[Stored entries]
BEGIN

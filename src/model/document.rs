use anyhow::{anyhow, Context, Result};
use serde::de::DeserializeOwned;
use serde::{Deserialize, Serialize};
use serde_json::{Map, Value};
use std::fmt;

use crate::model::Id;

pub const ID_FIELD: &str = "_id";
pub const CREATED_AT_FIELD: &str = "createdAt";
pub const UPDATED_AT_FIELD: &str = "updatedAt";

/// The collections held by the entity store
#[derive(Debug, Clone, Copy, PartialEq, Eq, Hash, Serialize, Deserialize)]
#[serde(rename_all = "lowercase")]
pub enum Collection {
    People,
    Cantons,
    Classes,
    Courses,
    Themes,
    Assistants,
    Children,
    Teachings,
}

impl Collection {
    pub fn as_str(&self) -> &'static str {
        match self {
            Collection::People => "people",
            Collection::Cantons => "cantons",
            Collection::Classes => "classes",
            Collection::Courses => "courses",
            Collection::Themes => "themes",
            Collection::Assistants => "assistants",
            Collection::Children => "children",
            Collection::Teachings => "teachings",
        }
    }
}

impl fmt::Display for Collection {
    fn fmt(&self, f: &mut fmt::Formatter<'_>) -> fmt::Result {
        f.write_str(self.as_str())
    }
}

/// A typed record living in one collection of the store
pub trait Entity: Serialize + DeserializeOwned + Send + Sync {
    const COLLECTION: Collection;
}

/// A stored record: a JSON object keyed by `_id`.
///
/// Typed entities convert to and from documents through serde, so the store never needs
/// to know about individual entity shapes.
#[derive(Debug, Clone, Default, PartialEq, Serialize, Deserialize)]
#[serde(transparent)]
pub struct Document(Map<String, Value>);

impl Document {
    pub fn from_entity<T: Serialize>(entity: &T) -> Result<Self> {
        match serde_json::to_value(entity).context("Failed to serialize entity")? {
            Value::Object(fields) => Ok(Self(fields)),
            other => Err(anyhow!("Entity did not serialize to an object: {}", other)),
        }
    }

    pub fn into_entity<T: DeserializeOwned>(self) -> Result<T> {
        Ok(serde_json::from_value(Value::Object(self.0))?)
    }

    pub fn id(&self) -> Option<&str> {
        self.0.get(ID_FIELD).and_then(Value::as_str)
    }

    pub fn set_id(&mut self, id: Id) {
        self.0.insert(ID_FIELD.to_string(), Value::String(id));
    }

    pub fn get(&self, field: &str) -> Option<&Value> {
        self.0.get(field)
    }

    pub fn insert(&mut self, field: impl Into<String>, value: Value) -> Option<Value> {
        self.0.insert(field.into(), value)
    }

    /// Look up a dotted path such as `address.city`
    pub fn get_path(&self, path: &str) -> Option<&Value> {
        let mut segments = path.split('.');
        let mut current = self.0.get(segments.next()?)?;
        for segment in segments {
            current = current.as_object()?.get(segment)?;
        }
        Some(current)
    }

    /// Assign a dotted path, creating intermediate objects as needed.
    /// A non-object value sitting on the way is replaced by an object.
    pub fn set_path(&mut self, path: &str, value: Value) {
        let segments: Vec<&str> = path.split('.').collect();
        let (last, parents) = match segments.split_last() {
            Some(split) => split,
            None => return,
        };

        let mut current = &mut self.0;
        for segment in parents {
            let entry = current
                .entry(segment.to_string())
                .or_insert_with(|| Value::Object(Map::new()));
            if !entry.is_object() {
                *entry = Value::Object(Map::new());
            }
            let Value::Object(map) = entry else {
                return;
            };
            current = map;
        }
        current.insert(last.to_string(), value);
    }

    /// Keep `_id` plus the named top-level fields
    pub fn project(&self, fields: &[&str]) -> Document {
        let mut projected = Map::new();
        for (key, value) in &self.0 {
            if key == ID_FIELD || fields.contains(&key.as_str()) {
                projected.insert(key.clone(), value.clone());
            }
        }
        Document(projected)
    }

    pub fn into_value(self) -> Value {
        Value::Object(self.0)
    }
}

impl From<Map<String, Value>> for Document {
    fn from(fields: Map<String, Value>) -> Self {
        Self(fields)
    }
}

/// Outcome of a single-record update, mirroring the counts a document store reports
#[derive(Debug, Clone, Copy, PartialEq, Eq, Serialize, Deserialize)]
#[serde(rename_all = "camelCase")]
pub struct UpdateResult {
    pub matched_count: u64,
    pub modified_count: u64,
}

#[derive(Debug, Clone, Copy, PartialEq, Eq, Serialize, Deserialize)]
#[serde(rename_all = "camelCase")]
pub struct DeleteResult {
    pub deleted_count: u64,
}
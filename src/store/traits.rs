use crate::model::{
    generate_id, Collection, DeleteResult, Document, Entity, FieldUpdate, FilterExpr, Id,
    UpdateResult, CREATED_AT_FIELD, ID_FIELD, UPDATED_AT_FIELD,
};
use anyhow::{bail, Result};
use serde_json::Value;

/// Persistent collections of documents, queried with [`FilterExpr`]
#[async_trait::async_trait]
pub trait EntityStore: Send + Sync {
    /// All documents of a collection matching the filter, in insertion order
    async fn find_many(
        &self,
        collection: Collection,
        filter: &FilterExpr,
    ) -> Result<Vec<Document>>;
    async fn find_by_id(&self, collection: Collection, id: &str) -> Result<Option<Document>>;
    /// Store a new document, assigning an id when it carries none
    async fn insert(&self, collection: Collection, document: Document) -> Result<Document>;
    async fn update_one(
        &self,
        collection: Collection,
        id: &str,
        updates: &[FieldUpdate],
    ) -> Result<UpdateResult>;
    async fn delete_one(&self, collection: Collection, id: &str) -> Result<DeleteResult>;
}

/// Typed conveniences over any [`EntityStore`]
#[async_trait::async_trait]
pub trait EntityStoreExt: EntityStore {
    async fn get<T: Entity>(&self, id: &str) -> Result<Option<T>> {
        match self.find_by_id(T::COLLECTION, id).await? {
            Some(document) => Ok(Some(document.into_entity()?)),
            None => Ok(None),
        }
    }

    async fn exists(&self, collection: Collection, id: &str) -> Result<bool> {
        Ok(self.find_by_id(collection, id).await?.is_some())
    }

    /// Ids of the documents matching the filter, in store order
    async fn find_ids(&self, collection: Collection, filter: &FilterExpr) -> Result<Vec<Id>> {
        let documents = self.find_many(collection, filter).await?;
        Ok(documents
            .iter()
            .filter_map(|document| document.id().map(str::to_string))
            .collect())
    }
}

impl<S: EntityStore> EntityStoreExt for S {}

/// Give a document about to be inserted its id and timestamps
pub fn prepare_insert(mut document: Document) -> Document {
    if document.id().is_none() {
        document.set_id(generate_id());
    }
    let now = Value::String(chrono::Utc::now().to_rfc3339());
    document.insert(CREATED_AT_FIELD, now.clone());
    document.insert(UPDATED_AT_FIELD, now);
    document
}

/// Updates may never rewrite a document's identity
pub fn check_updates(updates: &[FieldUpdate]) -> Result<()> {
    for update in updates {
        if update.path == ID_FIELD || update.path.starts_with("_id.") {
            bail!("Field '{}' cannot be updated", ID_FIELD);
        }
    }
    Ok(())
}

pub fn touch(document: &mut Document) {
    document.insert(
        UPDATED_AT_FIELD,
        Value::String(chrono::Utc::now().to_rfc3339()),
    );
}
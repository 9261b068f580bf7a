use env_logger::Builder;
use log::LevelFilter;

#[tokio::main]
async fn main() -> anyhow::Result<()> {
    Builder::new()
        .filter_level(LevelFilter::Info)
        .filter_module("sqlx", LevelFilter::Warn)
        .parse_default_env()
        .init();

    log::info!("Extracurricular course API");

    extracurricular_api::run_server().await
}
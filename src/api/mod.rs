pub mod assistant_handlers;
pub mod canton_handlers;
pub mod child_handlers;
pub mod class_handlers;
pub mod course_handlers;
pub mod error;
pub mod handlers;
pub mod params;
pub mod person_handlers;
pub mod routes;
pub mod teaching_handlers;
pub mod theme_handlers;

pub use error::*;
pub use handlers::*;
pub use routes::*;
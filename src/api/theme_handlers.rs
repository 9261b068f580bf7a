use axum::{
    extract::{Path, Query, State},
    http::StatusCode,
    response::Json,
};
use serde_json::Value;

use crate::api::error::ApiResult;
use crate::api::handlers::{
    create_document, delete_document, get_document, list_documents, parse_body, patch_document,
    AppState, View,
};
use crate::api::params::ListParams;
use crate::model::{
    Collection, DeleteResult, Document, FilterBuilder, FilterExpr, NewTheme, Theme, UpdateResult,
};
use crate::store::traits::EntityStore;

const LIST_VIEW: View = View::select(&["title"]);

/// GET /themes?title=, a case-insensitive pattern
pub async fn list_themes<S: EntityStore>(
    State(store): State<AppState<S>>,
    Query(params): Query<Vec<(String, String)>>,
) -> ApiResult<Json<Vec<Value>>> {
    let params = ListParams::from(params);
    let filter = FilterBuilder::new()
        .and_some(params.first("title"), |title| {
            FilterExpr::matches_ignore_case("title", title)
        })
        .build();

    list_documents(&*store, Collection::Themes, &filter, &LIST_VIEW, "Themes not found").await
}

pub async fn get_theme<S: EntityStore>(
    State(store): State<AppState<S>>,
    Path(id): Path<String>,
) -> ApiResult<Json<Value>> {
    get_document(&*store, Collection::Themes, &id, &View::FULL, "Theme not found").await
}

pub async fn create_theme<S: EntityStore>(
    State(store): State<AppState<S>>,
    Json(body): Json<Value>,
) -> ApiResult<(StatusCode, Json<Document>)> {
    let new: NewTheme = parse_body(body)?;
    create_document(&*store, Collection::Themes, &new, &[]).await
}

pub async fn delete_theme<S: EntityStore>(
    State(store): State<AppState<S>>,
    Path(id): Path<String>,
) -> ApiResult<Json<DeleteResult>> {
    delete_document(&*store, Collection::Themes, &id, "Theme not found").await
}

pub async fn update_theme<S: EntityStore>(
    State(store): State<AppState<S>>,
    Path(id): Path<String>,
    Json(body): Json<Value>,
) -> ApiResult<Json<UpdateResult>> {
    patch_document::<S, Theme>(&*store, &id, body, &[], "Theme not found").await
}
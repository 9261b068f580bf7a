use anyhow::{bail, Result};
use parking_lot::RwLock;
use std::collections::HashMap;

use crate::logic::document_filter::filter_documents;
use crate::model::{Collection, DeleteResult, Document, FieldUpdate, FilterExpr, UpdateResult};
use crate::model::apply_updates;
use crate::store::traits::{check_updates, prepare_insert, touch, EntityStore};

/// Entity store kept in process memory. Documents stay in insertion order.
#[derive(Debug, Default)]
pub struct InMemoryStore {
    collections: RwLock<HashMap<Collection, Vec<Document>>>,
}

impl InMemoryStore {
    pub fn new() -> Self {
        Self::default()
    }

    /// Number of documents currently held in a collection
    pub fn count(&self, collection: Collection) -> usize {
        self.collections
            .read()
            .get(&collection)
            .map_or(0, Vec::len)
    }
}

#[async_trait::async_trait]
impl EntityStore for InMemoryStore {
    async fn find_many(
        &self,
        collection: Collection,
        filter: &FilterExpr,
    ) -> Result<Vec<Document>> {
        let collections = self.collections.read();
        match collections.get(&collection) {
            Some(documents) => filter_documents(documents, filter),
            None => Ok(Vec::new()),
        }
    }

    async fn find_by_id(&self, collection: Collection, id: &str) -> Result<Option<Document>> {
        let collections = self.collections.read();
        Ok(collections
            .get(&collection)
            .and_then(|documents| documents.iter().find(|document| document.id() == Some(id)))
            .cloned())
    }

    async fn insert(&self, collection: Collection, document: Document) -> Result<Document> {
        let document = prepare_insert(document);
        let mut collections = self.collections.write();
        let documents = collections.entry(collection).or_default();

        if documents.iter().any(|existing| existing.id() == document.id()) {
            bail!(
                "Duplicate key: '{}' already exists in {}",
                document.id().unwrap_or_default(),
                collection
            );
        }

        documents.push(document.clone());
        Ok(document)
    }

    async fn update_one(
        &self,
        collection: Collection,
        id: &str,
        updates: &[FieldUpdate],
    ) -> Result<UpdateResult> {
        check_updates(updates)?;

        let mut collections = self.collections.write();
        let target = collections
            .get_mut(&collection)
            .and_then(|documents| documents.iter_mut().find(|document| document.id() == Some(id)));

        let Some(document) = target else {
            return Ok(UpdateResult {
                matched_count: 0,
                modified_count: 0,
            });
        };

        let modified = apply_updates(document, updates);
        if modified {
            touch(document);
        }

        Ok(UpdateResult {
            matched_count: 1,
            modified_count: u64::from(modified),
        })
    }

    async fn delete_one(&self, collection: Collection, id: &str) -> Result<DeleteResult> {
        let mut collections = self.collections.write();
        let deleted_count = match collections.get_mut(&collection) {
            Some(documents) => match documents
                .iter()
                .position(|document| document.id() == Some(id))
            {
                Some(index) => {
                    documents.remove(index);
                    1
                }
                None => 0,
            },
            None => 0,
        };

        Ok(DeleteResult { deleted_count })
    }
}

#[cfg(test)]
mod tests {
    use super::*;
    use serde_json::json;

    fn doc(value: serde_json::Value) -> Document {
        serde_json::from_value(value).unwrap()
    }

    #[tokio::test]
    async fn insert_assigns_id_and_timestamps() {
        let store = InMemoryStore::new();
        let stored = store
            .insert(Collection::Themes, doc(json!({"title": "Gmail"})))
            .await
            .unwrap();

        let id = stored.id().unwrap().to_string();
        assert!(stored.get("createdAt").is_some());
        assert!(stored.get("updatedAt").is_some());

        let found = store.find_by_id(Collection::Themes, &id).await.unwrap().unwrap();
        assert_eq!(found, stored);
    }

    #[tokio::test]
    async fn client_ids_are_kept_and_unique() {
        let store = InMemoryStore::new();
        let assistant = doc(json!({"_id": "person-1", "cantonId": "c1"}));

        let stored = store.insert(Collection::Assistants, assistant.clone()).await.unwrap();
        assert_eq!(stored.id(), Some("person-1"));
        assert!(store.insert(Collection::Assistants, assistant).await.is_err());
        assert_eq!(store.count(Collection::Assistants), 1);
    }

    #[tokio::test]
    async fn find_many_keeps_insertion_order() {
        let store = InMemoryStore::new();
        for title in ["Word", "Gmail", "Excel"] {
            store
                .insert(Collection::Themes, doc(json!({"title": title})))
                .await
                .unwrap();
        }

        let themes = store
            .find_many(Collection::Themes, &FilterExpr::always())
            .await
            .unwrap();
        let titles: Vec<_> = themes.iter().filter_map(|t| t.get("title")).collect();
        assert_eq!(titles, vec![&json!("Word"), &json!("Gmail"), &json!("Excel")]);
    }

    #[tokio::test]
    async fn update_and_delete_report_counts() {
        let store = InMemoryStore::new();
        let stored = store
            .insert(
                Collection::Cantons,
                doc(json!({"name": "Jura", "address": {"city": "Delémont"}})),
            )
            .await
            .unwrap();
        let id = stored.id().unwrap().to_string();

        let updates = vec![FieldUpdate::new("address.city", json!("Porrentruy"))];
        let result = store.update_one(Collection::Cantons, &id, &updates).await.unwrap();
        assert_eq!(result, UpdateResult { matched_count: 1, modified_count: 1 });

        let result = store.update_one(Collection::Cantons, &id, &updates).await.unwrap();
        assert_eq!(result, UpdateResult { matched_count: 1, modified_count: 0 });

        let result = store.update_one(Collection::Cantons, "missing", &updates).await.unwrap();
        assert_eq!(result.matched_count, 0);

        let id_change = vec![FieldUpdate::new("_id", json!("other"))];
        assert!(store.update_one(Collection::Cantons, &id, &id_change).await.is_err());

        assert_eq!(store.delete_one(Collection::Cantons, &id).await.unwrap().deleted_count, 1);
        assert_eq!(store.delete_one(Collection::Cantons, &id).await.unwrap().deleted_count, 0);
    }
}
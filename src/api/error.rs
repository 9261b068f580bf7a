use axum::http::StatusCode;
use axum::response::{IntoResponse, Response};
use axum::Json;
use serde::Serialize;
use thiserror::Error;

use crate::logic::MissingReferences;

#[derive(Debug, Serialize)]
pub struct ErrorResponse {
    pub error: String,
}

/// Failures reported to API clients
#[derive(Debug, Error)]
pub enum ApiError {
    /// The target of the request does not exist
    #[error("{0}")]
    NotFound(String),
    /// One or more referenced records do not exist
    #[error("{0}")]
    MissingReferences(MissingReferences),
    /// A created record points at a person with the wrong role and was removed again
    #[error("{0}")]
    RoleConflict(String),
    #[error("{0}")]
    BadRequest(String),
}

impl ApiError {
    pub fn status(&self) -> StatusCode {
        match self {
            ApiError::NotFound(_) | ApiError::MissingReferences(_) => StatusCode::NOT_FOUND,
            ApiError::RoleConflict(_) | ApiError::BadRequest(_) => StatusCode::BAD_REQUEST,
        }
    }
}

impl From<MissingReferences> for ApiError {
    fn from(missing: MissingReferences) -> Self {
        ApiError::MissingReferences(missing)
    }
}

impl IntoResponse for ApiError {
    fn into_response(self) -> Response {
        let status = self.status();
        let payload = Json(ErrorResponse {
            error: self.to_string(),
        });
        (status, payload).into_response()
    }
}

pub type ApiResult<T> = Result<T, ApiError>;

/// Translate store and resolver failures at the route boundary.
/// The underlying error is logged; clients only see the route's message.
pub trait OrApiError<T> {
    fn or_not_found(self, message: &str) -> ApiResult<T>;
    fn or_bad_request(self, message: &str) -> ApiResult<T>;
}

impl<T> OrApiError<T> for anyhow::Result<T> {
    fn or_not_found(self, message: &str) -> ApiResult<T> {
        self.map_err(|err| {
            log::error!("{}: {:#}", message, err);
            ApiError::NotFound(message.to_string())
        })
    }

    fn or_bad_request(self, message: &str) -> ApiResult<T> {
        self.map_err(|err| {
            log::error!("{}: {:#}", message, err);
            ApiError::BadRequest(message.to_string())
        })
    }
}
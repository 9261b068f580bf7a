use axum::{
    extract::{Path, State},
    http::StatusCode,
    response::Json,
};
use serde_json::Value;

use crate::api::error::ApiResult;
use crate::api::handlers::{
    create_with_role_check, delete_document, get_document, list_documents, parse_body,
    patch_document, AppState, RoleRequirement, View,
};
use crate::logic::{Populate, ReferenceField};
use crate::model::{
    Assistant, Collection, DeleteResult, Document, FilterExpr, NewAssistant, Role, UpdateResult,
};
use crate::store::traits::EntityStore;

const REFERENCES: &[ReferenceField] = &[
    ReferenceField::new("_id", "person", Collection::People),
    ReferenceField::new("cantonId", "canton", Collection::Cantons),
];

const DETAIL_POPULATE: &[Populate] = &[
    Populate::new("_id", Collection::People),
    Populate::new("cantonId", Collection::Cantons).select(&["name"]),
];

const DETAIL_VIEW: View = View::FULL.populate(DETAIL_POPULATE);

pub async fn list_assistants<S: EntityStore>(
    State(store): State<AppState<S>>,
) -> ApiResult<Json<Vec<Value>>> {
    list_documents(
        &*store,
        Collection::Assistants,
        &FilterExpr::always(),
        &View::FULL,
        "Assistants not found",
    )
    .await
}

pub async fn get_assistant<S: EntityStore>(
    State(store): State<AppState<S>>,
    Path(id): Path<String>,
) -> ApiResult<Json<Value>> {
    get_document(&*store, Collection::Assistants, &id, &DETAIL_VIEW, "Assistant not found").await
}

/// POST /assistants; the body's `_id` is the id of an existing person with role assistant
pub async fn create_assistant<S: EntityStore>(
    State(store): State<AppState<S>>,
    Json(body): Json<Value>,
) -> ApiResult<(StatusCode, Json<Document>)> {
    let new: NewAssistant = parse_body(body)?;
    let requirement = RoleRequirement {
        person_ids: new.id.iter().cloned().collect(),
        role: Role::Assistant,
        conflict: "Role of the person is not assistant",
    };
    create_with_role_check(&*store, Collection::Assistants, &new, REFERENCES, requirement).await
}

pub async fn delete_assistant<S: EntityStore>(
    State(store): State<AppState<S>>,
    Path(id): Path<String>,
) -> ApiResult<Json<DeleteResult>> {
    delete_document(&*store, Collection::Assistants, &id, "Assistant not found").await
}

pub async fn update_assistant<S: EntityStore>(
    State(store): State<AppState<S>>,
    Path(id): Path<String>,
    Json(body): Json<Value>,
) -> ApiResult<Json<UpdateResult>> {
    patch_document::<S, Assistant>(&*store, &id, body, REFERENCES, "Assistant not found").await
}
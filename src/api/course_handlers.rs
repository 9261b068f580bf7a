use axum::{
    extract::{Path, Query, State},
    http::StatusCode,
    response::Json,
};
use serde_json::Value;

use crate::api::error::{ApiError, ApiResult, OrApiError};
use crate::api::handlers::{
    create_with_role_check, delete_document, get_document, list_documents, parse_body,
    patch_document, AppState, RoleRequirement, View,
};
use crate::api::params::ListParams;
use crate::logic::{date_filter, resolve_if_present, Populate, QueryResolver, ReferenceField};
use crate::model::{
    parse_date, Collection, Course, DeleteResult, Document, FilterBuilder, FilterExpr, NewCourse,
    Role, UpdateResult,
};
use crate::store::traits::EntityStore;

const REFERENCES: &[ReferenceField] = &[
    ReferenceField::new("themeId", "theme", Collection::Themes),
    ReferenceField::new("classId", "class", Collection::Classes),
    ReferenceField::new("absence", "child for absence", Collection::Children),
];

const CANTON_NAME: &[Populate] =
    &[Populate::new("cantonId", Collection::Cantons).select(&["name"])];

const LIST_POPULATE: &[Populate] = &[
    Populate::new("themeId", Collection::Themes).select(&["title"]),
    Populate::new("classId", Collection::Classes)
        .select(&["periode"])
        .nested(CANTON_NAME),
];

const LIST_VIEW: View = View::select(&["date"]).populate(LIST_POPULATE);

/// Parse a `date` query parameter; a value that is present but unreadable is rejected
pub(crate) fn date_param(params: &ListParams) -> ApiResult<Option<chrono::DateTime<chrono::Utc>>> {
    params
        .first("date")
        .map(|raw| {
            parse_date(raw).ok_or_else(|| {
                ApiError::BadRequest(format!("Bad request: invalid date '{}'", raw))
            })
        })
        .transpose()
}

/// GET /courses?themeTitle=&classCanton=&date=
pub async fn list_courses<S: EntityStore>(
    State(store): State<AppState<S>>,
    Query(params): Query<Vec<(String, String)>>,
) -> ApiResult<Json<Vec<Value>>> {
    let params = ListParams::from(params);
    let date = date_param(&params)?;
    let resolver = QueryResolver::new(&*store);

    let (by_theme, by_canton) = tokio::try_join!(
        resolve_if_present(params.first("themeTitle"), |title| resolver.themes_by_title(title)),
        resolve_if_present(params.all("classCanton"), |names| {
            resolver.classes_by_canton_name(names)
        }),
    )
    .or_not_found("Courses not found")?;

    let filter = FilterBuilder::new()
        .and_some(by_theme, |ids| FilterExpr::ref_in("themeId", &ids))
        .and_some(by_canton, |ids| FilterExpr::ref_in("classId", &ids))
        .and_some(date, date_filter)
        .build();

    list_documents(&*store, Collection::Courses, &filter, &LIST_VIEW, "Courses not found").await
}

pub async fn get_course<S: EntityStore>(
    State(store): State<AppState<S>>,
    Path(id): Path<String>,
) -> ApiResult<Json<Value>> {
    get_document(&*store, Collection::Courses, &id, &View::FULL, "Course not found").await
}

pub async fn create_course<S: EntityStore>(
    State(store): State<AppState<S>>,
    Json(body): Json<Value>,
) -> ApiResult<(StatusCode, Json<Document>)> {
    let new: NewCourse = parse_body(body)?;
    let requirement = RoleRequirement {
        person_ids: new.absence.clone(),
        role: Role::Child,
        conflict: "Role of one or more people for absence is not child",
    };
    create_with_role_check(&*store, Collection::Courses, &new, REFERENCES, requirement).await
}

pub async fn delete_course<S: EntityStore>(
    State(store): State<AppState<S>>,
    Path(id): Path<String>,
) -> ApiResult<Json<DeleteResult>> {
    delete_document(&*store, Collection::Courses, &id, "Course not found").await
}

pub async fn update_course<S: EntityStore>(
    State(store): State<AppState<S>>,
    Path(id): Path<String>,
    Json(body): Json<Value>,
) -> ApiResult<Json<UpdateResult>> {
    patch_document::<S, Course>(&*store, &id, body, REFERENCES, "Course not found").await
}
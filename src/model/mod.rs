pub mod assistant;
pub mod canton;
pub mod child;
pub mod class;
pub mod common;
pub mod course;
pub mod document;
pub mod filter;
pub mod person;
pub mod teaching;
pub mod theme;
pub mod update;

pub use assistant::*;
pub use canton::*;
pub use child::*;
pub use class::*;
pub use common::*;
pub use course::*;
pub use document::*;
pub use filter::*;
pub use person::*;
pub use teaching::*;
pub use theme::*;
pub use update::*;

END

REQUIRED WORK: Reprint exactly the lines above that start at the one with "pub fn from_entity<T: Serialize>(entity: &T)" and end at the one with "self.0.get(ID_FIELD).and_then(Value::as_str)", keeping both and adding none.

RESPONSE BOX:
    pub fn from_entity<T: Serialize>(entity: &T) -> Result<Self> {
        match serde_json::to_value(entity).context("Failed to serialize entity")? {
            Value::Object(fields) => Ok(Self(fields)),
            other => Err(anyhow!("Entity did not serialize to an object: {}", other)),
        }
    }

    pub fn into_entity<T: DeserializeOwned>(self) -> Result<T> {
        Ok(serde_json::from_value(Value::Object(self.0))?)
    }

    pub fn id(&self) -> Option<&str> {
        self.0.get(ID_FIELD).and_then(Value::as_str)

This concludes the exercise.